An energy trader has filed a lawsuit against Dallas-based Energy Transfer Partners LP and affiliates for alleged manipulation of the prices of natural gas futures contracts on the New York Mercantile Exchange (Nymex).
The trader, Richard Hershey, brought the lawsuit in the U.S. District Court for the Southern District of New York “on behalf of himself and all others” who purchased and/or sold natural gas futures and options contracts on Nymex between Dec. 29, 2003 and Dec. 31, 2005.

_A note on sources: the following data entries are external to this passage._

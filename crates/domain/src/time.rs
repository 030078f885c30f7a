//! Time and timestamp helpers.

use chrono::{DateTime, TimeDelta, Utc};

/// UTC timestamp used for token issue times and refresh bookkeeping.
pub type Timestamp = DateTime<Utc>;

/// Return the current UTC time.
#[must_use]
pub fn now() -> Timestamp {
    Utc::now()
}

/// Whether something issued at `issued_at` is older than `lifetime` at `at`.
#[must_use]
pub fn is_expired(issued_at: Timestamp, lifetime: TimeDelta, at: Timestamp) -> bool {
    at - issued_at > lifetime
}

#[cfg(test)]
mod tests {
    use super::*;

    #[test]
    fn should_return_current_utc_time() {
        let before = Utc::now();
        let ts = now();
        let after = Utc::now();
        assert!(ts >= before);
        assert!(ts <= after);
    }

    #[test]
    fn should_not_be_expired_within_lifetime() {
        let issued = now();
        let at = issued + TimeDelta::minutes(49);
        assert!(!is_expired(issued, TimeDelta::minutes(50), at));
    }

    #[test]
    fn should_be_expired_after_lifetime() {
        let issued = now();
        let at = issued + TimeDelta::minutes(51);
        assert!(is_expired(issued, TimeDelta::minutes(50), at));
    }
}
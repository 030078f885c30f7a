//! JSON REST handlers for accessories and their characteristics.

use std::str::FromStr;

use axum::Json;
use axum::extract::{Path, State};
use axum::response::{IntoResponse, Response};
use serde::{Deserialize, Serialize};

use rusty_spotify_domain::accessory::PlatformAccessory;
use rusty_spotify_domain::characteristic::{
    Characteristic, CharacteristicType, CharacteristicValue,
};
use rusty_spotify_domain::error::{BridgeError, NotFoundError};
use rusty_spotify_domain::id::AccessoryUuid;
use rusty_spotify_domain::service::{Service, ServiceType};

use crate::error::ApiError;
use crate::state::AppState;

/// A characteristic and its last known value.
#[derive(Debug, Serialize)]
pub struct CharacteristicView {
    #[serde(rename = "type")]
    pub characteristic_type: CharacteristicType,
    pub format: String,
    pub value: CharacteristicValue,
}

impl From<&Characteristic> for CharacteristicView {
    fn from(characteristic: &Characteristic) -> Self {
        let characteristic_type = characteristic.characteristic_type();
        Self {
            characteristic_type,
            format: characteristic_type.format().to_string(),
            value: characteristic.value(),
        }
    }
}

#[derive(Debug, Serialize)]
pub struct ServiceView {
    #[serde(rename = "type")]
    pub service_type: ServiceType,
    pub display_name: String,
    pub characteristics: Vec<CharacteristicView>,
}

impl From<&Service> for ServiceView {
    fn from(service: &Service) -> Self {
        Self {
            service_type: service.service_type(),
            display_name: service.display_name().to_string(),
            characteristics: service
                .characteristics()
                .iter()
                .map(CharacteristicView::from)
                .collect(),
        }
    }
}

#[derive(Debug, Serialize)]
pub struct AccessoryView {
    pub uuid: String,
    pub display_name: String,
    pub services: Vec<ServiceView>,
}

impl From<&PlatformAccessory> for AccessoryView {
    fn from(accessory: &PlatformAccessory) -> Self {
        Self {
            uuid: accessory.uuid().to_string(),
            display_name: accessory.display_name().to_string(),
            services: accessory.services().iter().map(ServiceView::from).collect(),
        }
    }
}

/// Request body for writing a characteristic.
#[derive(Debug, Deserialize)]
pub struct WriteRequest {
    pub value: CharacteristicValue,
}

/// Possible responses from the list endpoint.
pub enum ListResponse {
    Ok(Json<Vec<AccessoryView>>),
}

impl IntoResponse for ListResponse {
    fn into_response(self) -> Response {
        match self {
            Self::Ok(json) => json.into_response(),
        }
    }
}

/// Possible responses from the read and write endpoints.
pub enum CharacteristicResponse {
    Ok(Json<CharacteristicView>),
}

impl IntoResponse for CharacteristicResponse {
    fn into_response(self) -> Response {
        match self {
            Self::Ok(json) => json.into_response(),
        }
    }
}

fn lookup(
    state: &AppState,
    (uuid, service, characteristic): (String, String, String),
) -> Result<Characteristic, BridgeError> {
    let uuid = AccessoryUuid::from_str(&uuid).map_err(|_| NotFoundError {
        entity: "accessory",
        id: uuid.clone(),
    })?;
    let service_type = ServiceType::from_str(&service)?;
    let characteristic_type = CharacteristicType::from_str(&characteristic)?;
    state
        .bridge
        .find_characteristic(uuid, service_type, characteristic_type)
}

/// `GET /api/accessories`
pub async fn list(State(state): State<AppState>) -> Result<ListResponse, ApiError> {
    let accessories = state
        .bridge
        .accessories()
        .iter()
        .map(AccessoryView::from)
        .collect();
    Ok(ListResponse::Ok(Json(accessories)))
}

/// `GET /api/accessories/{uuid}/{service}/{characteristic}`
///
/// Runs the characteristic's get handler.
pub async fn read(
    State(state): State<AppState>,
    Path(path): Path<(String, String, String)>,
) -> Result<CharacteristicResponse, ApiError> {
    let characteristic = lookup(&state, path)?;
    characteristic.read().await?;
    Ok(CharacteristicResponse::Ok(Json(CharacteristicView::from(
        &characteristic,
    ))))
}

/// `PUT /api/accessories/{uuid}/{service}/{characteristic}`
///
/// Runs the characteristic's set handler.
pub async fn write(
    State(state): State<AppState>,
    Path(path): Path<(String, String, String)>,
    Json(request): Json<WriteRequest>,
) -> Result<CharacteristicResponse, ApiError> {
    let characteristic = lookup(&state, path)?;
    tracing::info!(
        characteristic = %characteristic.characteristic_type(),
        value = ?request.value,
        "writing characteristic"
    );
    characteristic.write(request.value).await?;
    Ok(CharacteristicResponse::Ok(Json(CharacteristicView::from(
        &characteristic,
    ))))
}
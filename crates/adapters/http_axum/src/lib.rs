//! # rusty-spotify-adapter-http-axum
//!
//! HTTP adapter built on [axum](https://docs.rs/axum).
//!
//! ## Responsibilities
//! - Serve a small JSON API over a [`RunningBridge`](rusty_spotify_app::bridge::RunningBridge):
//!   list accessories, read and write characteristics
//! - Map HTTP requests onto characteristic reads/writes, which run the
//!   handlers plugins installed (driving adapter)
//! - Map domain errors onto HTTP status codes
//!
//! ## Dependency rule
//! Depends on `rusty-spotify-app` (for the bridge) and `rusty-spotify-domain`
//! (for types used in request/response mapping). Never leaks axum types
//! into the domain.

pub mod api;
pub mod error;
pub mod router;
pub mod state;
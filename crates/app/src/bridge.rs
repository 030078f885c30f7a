//! In-process host — registers plugins, instantiates them from configuration
//! and keeps the resulting accessories reachable.
//!
//! Nothing here performs IO. The daemon wires a [`LocalBridge`] to the
//! Spotify adapter and exposes the [`RunningBridge`] over HTTP.

mod hap;
mod registry;

use std::sync::Arc;

use rusty_spotify_domain::accessory::PlatformAccessory;
use rusty_spotify_domain::characteristic::{Characteristic, CharacteristicType};
use rusty_spotify_domain::error::{BridgeError, NotFoundError, ValidationError};
use rusty_spotify_domain::id::AccessoryUuid;
use rusty_spotify_domain::service::ServiceType;

pub use self::hap::LocalHap;
pub use self::registry::{LocalAccessoryRegistry, PublishedAccessory};

use crate::ports::{
    AccessoryConstructor, AccessoryPlugin, AccessoryRegistry, HapRegistry, Host, HostArgs,
    PlatformConstructor, PlatformPlugin,
};

/// API version reported by [`LocalBridge::default`].
pub const DEFAULT_API_VERSION: &str = "2.7";

/// A constructor stored by the bridge, tagged by what it builds.
pub enum RegisteredConstructor {
    Accessory(AccessoryConstructor),
    Platform(PlatformConstructor),
}

impl RegisteredConstructor {
    fn kind(&self) -> EntryKind {
        match self {
            Self::Accessory(_) => EntryKind::Accessory,
            Self::Platform(_) => EntryKind::Platform,
        }
    }
}

/// One `register_accessory` / `register_platform` call.
pub struct Registration {
    pub plugin_name: String,
    pub type_name: String,
    pub dynamic: bool,
    pub constructor: RegisteredConstructor,
}

impl Registration {
    /// Whether `type_ref` names this registration, either as the bare type
    /// or qualified as `plugin.type`.
    fn answers_to(&self, type_ref: &str) -> bool {
        type_ref == self.type_name
            || type_ref
                .split_once('.')
                .is_some_and(|(plugin, ty)| plugin == self.plugin_name && ty == self.type_name)
    }
}

impl std::fmt::Debug for Registration {
    fn fmt(&self, f: &mut std::fmt::Formatter<'_>) -> std::fmt::Result {
        f.debug_struct("Registration")
            .field("plugin_name", &self.plugin_name)
            .field("type_name", &self.type_name)
            .field("dynamic", &self.dynamic)
            .field("kind", &self.constructor.kind())
            .finish()
    }
}

#[derive(Debug, Clone, Copy, PartialEq, Eq)]
pub enum EntryKind {
    Accessory,
    Platform,
}

impl EntryKind {
    fn key(self) -> &'static str {
        match self {
            Self::Accessory => "accessory",
            Self::Platform => "platform",
        }
    }
}

/// A configured plugin instance, as found in the host configuration.
#[derive(Debug, Clone, PartialEq)]
pub struct PluginEntry {
    pub kind: EntryKind,
    pub type_name: String,
    pub name: String,
    pub config: serde_json::Value,
}

impl PluginEntry {
    /// An accessory block; its type is read from the `accessory` key.
    ///
    /// # Errors
    ///
    /// Returns [`ValidationError::InvalidConfig`] when the key is missing.
    pub fn accessory(config: serde_json::Value) -> Result<Self, BridgeError> {
        Self::parse(EntryKind::Accessory, config)
    }

    /// A platform block; its type is read from the `platform` key.
    ///
    /// # Errors
    ///
    /// Returns [`ValidationError::InvalidConfig`] when the key is missing.
    pub fn platform(config: serde_json::Value) -> Result<Self, BridgeError> {
        Self::parse(EntryKind::Platform, config)
    }

    fn parse(kind: EntryKind, config: serde_json::Value) -> Result<Self, BridgeError> {
        let type_name = config
            .get(kind.key())
            .and_then(serde_json::Value::as_str)
            .filter(|ty| !ty.trim().is_empty())
            .ok_or_else(|| {
                ValidationError::InvalidConfig(format!("missing `{}` type", kind.key()))
            })?
            .to_string();
        let name = config
            .get("name")
            .and_then(serde_json::Value::as_str)
            .filter(|name| !name.trim().is_empty())
            .unwrap_or(&type_name)
            .to_string();
        Ok(Self {
            kind,
            type_name,
            name,
            config,
        })
    }
}

/// A host living in the same process as its plugins.
pub struct LocalBridge {
    version: String,
    hap: Arc<LocalHap>,
    registry: Arc<LocalAccessoryRegistry>,
    registrations: Vec<Registration>,
}

impl Default for LocalBridge {
    fn default() -> Self {
        Self::new(DEFAULT_API_VERSION)
    }
}

impl LocalBridge {
    #[must_use]
    pub fn new(version: impl Into<String>) -> Self {
        Self {
            version: version.into(),
            hap: Arc::new(LocalHap::default()),
            registry: Arc::new(LocalAccessoryRegistry::default()),
            registrations: Vec::new(),
        }
    }

    /// Replace the type registry.
    #[must_use]
    pub fn with_hap(mut self, hap: LocalHap) -> Self {
        self.hap = Arc::new(hap);
        self
    }

    #[must_use]
    pub fn registrations(&self) -> &[Registration] {
        &self.registrations
    }

    #[must_use]
    pub fn registry(&self) -> Arc<LocalAccessoryRegistry> {
        Arc::clone(&self.registry)
    }

    /// Seed the accessory cache, as if a previous run had published these.
    /// They are handed to the matching platform on [`launch`](Self::launch).
    pub fn restore(
        &self,
        plugin_name: &str,
        platform_name: &str,
        accessories: Vec<PlatformAccessory>,
    ) {
        self.registry
            .register_platform_accessories(plugin_name, platform_name, accessories);
    }

    fn register(&mut self, registration: Registration) {
        tracing::info!(
            plugin = %registration.plugin_name,
            type_name = %registration.type_name,
            kind = ?registration.constructor.kind(),
            dynamic = registration.dynamic,
            "registered plugin type"
        );
        if let Some(existing) = self.registrations.iter_mut().find(|r| {
            r.plugin_name == registration.plugin_name && r.type_name == registration.type_name
        }) {
            tracing::warn!(
                plugin = %registration.plugin_name,
                type_name = %registration.type_name,
                "type registered twice, replacing earlier registration"
            );
            *existing = registration;
        } else {
            self.registrations.push(registration);
        }
    }

    /// Instantiate every entry, then start the platforms.
    ///
    /// # Errors
    ///
    /// Returns [`BridgeError::NotFound`] for an entry whose type was never
    /// registered, or whatever a constructor fails with.
    #[tracing::instrument(skip_all, fields(entries = entries.len()))]
    pub fn launch(self, entries: Vec<PluginEntry>) -> Result<RunningBridge, BridgeError> {
        let mut accessories = Vec::new();
        let mut accessory_plugins = Vec::new();
        let mut platforms = Vec::new();

        for entry in entries {
            let registration = self
                .registrations
                .iter()
                .find(|r| r.constructor.kind() == entry.kind && r.answers_to(&entry.type_name))
                .ok_or_else(|| NotFoundError {
                    entity: entry.kind.key(),
                    id: entry.type_name.clone(),
                })?;

            let log = tracing::info_span!(
                "plugin",
                type_name = %registration.type_name,
                name = %entry.name
            );
            let args = HostArgs::new(log, entry.config);

            match &registration.constructor {
                RegisteredConstructor::Accessory(constructor) => {
                    let plugin = constructor(args)?;
                    let uuid = self
                        .hap
                        .generate_uuid(&format!("{}:{}", registration.type_name, entry.name));
                    let accessory = self.hap.create_accessory(&entry.name, uuid)?;
                    for service in plugin.services() {
                        accessory.add_service(service);
                    }
                    tracing::info!(name = %entry.name, %uuid, "accessory ready");
                    accessories.push(accessory);
                    accessory_plugins.push(plugin);
                }
                RegisteredConstructor::Platform(constructor) => {
                    let platform = constructor(args)?;
                    for cached in self
                        .registry
                        .accessories_of(&registration.plugin_name, &registration.type_name)
                    {
                        platform.configure_accessory(cached);
                    }
                    tracing::info!(name = %entry.name, "platform ready");
                    platforms.push(platform);
                }
            }
        }

        for platform in &platforms {
            platform.did_finish_launching();
        }

        Ok(RunningBridge {
            accessories,
            _accessory_plugins: accessory_plugins,
            platforms,
            registry: self.registry,
        })
    }
}

impl Host for LocalBridge {
    fn version(&self) -> &str {
        &self.version
    }

    fn hap(&self) -> Arc<dyn HapRegistry> {
        self.hap.clone()
    }

    fn accessory_registry(&self) -> Arc<dyn AccessoryRegistry> {
        self.registry.clone()
    }

    fn register_accessory(
        &mut self,
        plugin_name: &str,
        type_name: &str,
        constructor: AccessoryConstructor,
        dynamic: bool,
    ) {
        self.register(Registration {
            plugin_name: plugin_name.to_string(),
            type_name: type_name.to_string(),
            dynamic,
            constructor: RegisteredConstructor::Accessory(constructor),
        });
    }

    fn register_platform(
        &mut self,
        plugin_name: &str,
        type_name: &str,
        constructor: PlatformConstructor,
        dynamic: bool,
    ) {
        self.register(Registration {
            plugin_name: plugin_name.to_string(),
            type_name: type_name.to_string(),
            dynamic,
            constructor: RegisteredConstructor::Platform(constructor),
        });
    }
}

/// The bridge after launch: live plugin instances and their accessories.
pub struct RunningBridge {
    accessories: Vec<PlatformAccessory>,
    _accessory_plugins: Vec<Box<dyn AccessoryPlugin>>,
    platforms: Vec<Box<dyn PlatformPlugin>>,
    registry: Arc<LocalAccessoryRegistry>,
}

impl RunningBridge {
    /// Accessory-plugin accessories followed by platform-published ones.
    #[must_use]
    pub fn accessories(&self) -> Vec<PlatformAccessory> {
        let mut all = self.accessories.clone();
        all.extend(self.registry.accessories());
        all
    }

    #[must_use]
    pub fn find_accessory(&self, uuid: AccessoryUuid) -> Option<PlatformAccessory> {
        self.accessories().into_iter().find(|a| a.uuid() == uuid)
    }

    /// Look up a characteristic by accessory, service and characteristic type.
    ///
    /// # Errors
    ///
    /// Returns [`BridgeError::NotFound`] naming the first missing level.
    pub fn find_characteristic(
        &self,
        uuid: AccessoryUuid,
        service_type: ServiceType,
        characteristic: CharacteristicType,
    ) -> Result<Characteristic, BridgeError> {
        let accessory = self.find_accessory(uuid).ok_or_else(|| NotFoundError {
            entity: "accessory",
            id: uuid.to_string(),
        })?;
        let service = accessory
            .get_service(service_type)
            .ok_or_else(|| NotFoundError {
                entity: "service",
                id: service_type.to_string(),
            })?;
        Ok(service.characteristic(characteristic)?)
    }

    /// Stop every platform's background work.
    pub fn shutdown(&self) {
        tracing::info!(platforms = self.platforms.len(), "shutting down platforms");
        for platform in &self.platforms {
            platform.shutdown();
        }
    }
}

In addition to Energy Transfer Partners, the lawsuit names affiliates Energy Transfer Co., ETC Marketing Ltd. and Houston Pipe Line Co. The companies are alleged to have “manipulated natural gas prices by selling massive amounts of fixed-price natural gas for prompt month delivery at artificially low, noncompetitive prices at major natural gas trading hubs, including the Houston Ship Channel, Waha and Permian Hubs, and intentionally submitting price and volume trade information for their artificial natural gas trades to trade publications, like Platts’ Inside FERC’s Gas Market Report.”
The charges mirror many of those brought by the Commodity Futures Trading Commission (CFTC) and the Federal Energy Regulatory Commission against Energy Transfer Partners and affiliates in late July (see NGI, July 30). FERC accused the company of manipulating the natural gas physical markets at the Houston Ship Channel and Waha trading hub, and is seeking up to $167 million in total penalties and disgorgement of unjust profits if Energy Transfer Partners is unable to successfully dispute the charges.
The CFTC filed a complaint in the U.S. District Court for the Northern District of Texas claiming that Energy Transfer Partners and affiliates attempted to manipulate the October 2005 and December 2005 Houston Ship Channel monthly index prices of natural gas published by Inside FERC’s Gas Market Report.
The lawsuit comes only weeks after Energy Transfer Partners filed for rehearing of the FERC July show cause order, claiming that any penalties assessed against the energy company should ultimately be decided by a federal district court, not the Commission (see NGI, Sept. 3).
In the latest lawsuit, Hershey alleges that Energy Transfer Partners and affiliates sought to drive down gas spot prices and manipulate Inside FERC’s published price index to “benefit defendants’ natural gas physical and financial trading positions, including natural gas basis swaps held on electronic energy exchanges, such as the IntercontinentalExchange, which were tied to the price indexes at [Houston Ship Channel], Waha and Permian hubs published by…Inside FERC.”
Hershey is seeking unspecified damages and has asked the court to certify his lawsuit as a class action.
Hershey apparently is no stranger to lawsuits. In September 2006, he filed a lawsuit in the same court against BP that claimed the oil giant manipulated crude oil prices by refusing to allow traders access to U.S. storage facilities. Hershey said he suffered damages caused by BP’s refusal to open its storage facilities at Cushing, OK, between January 2003 and December 2004.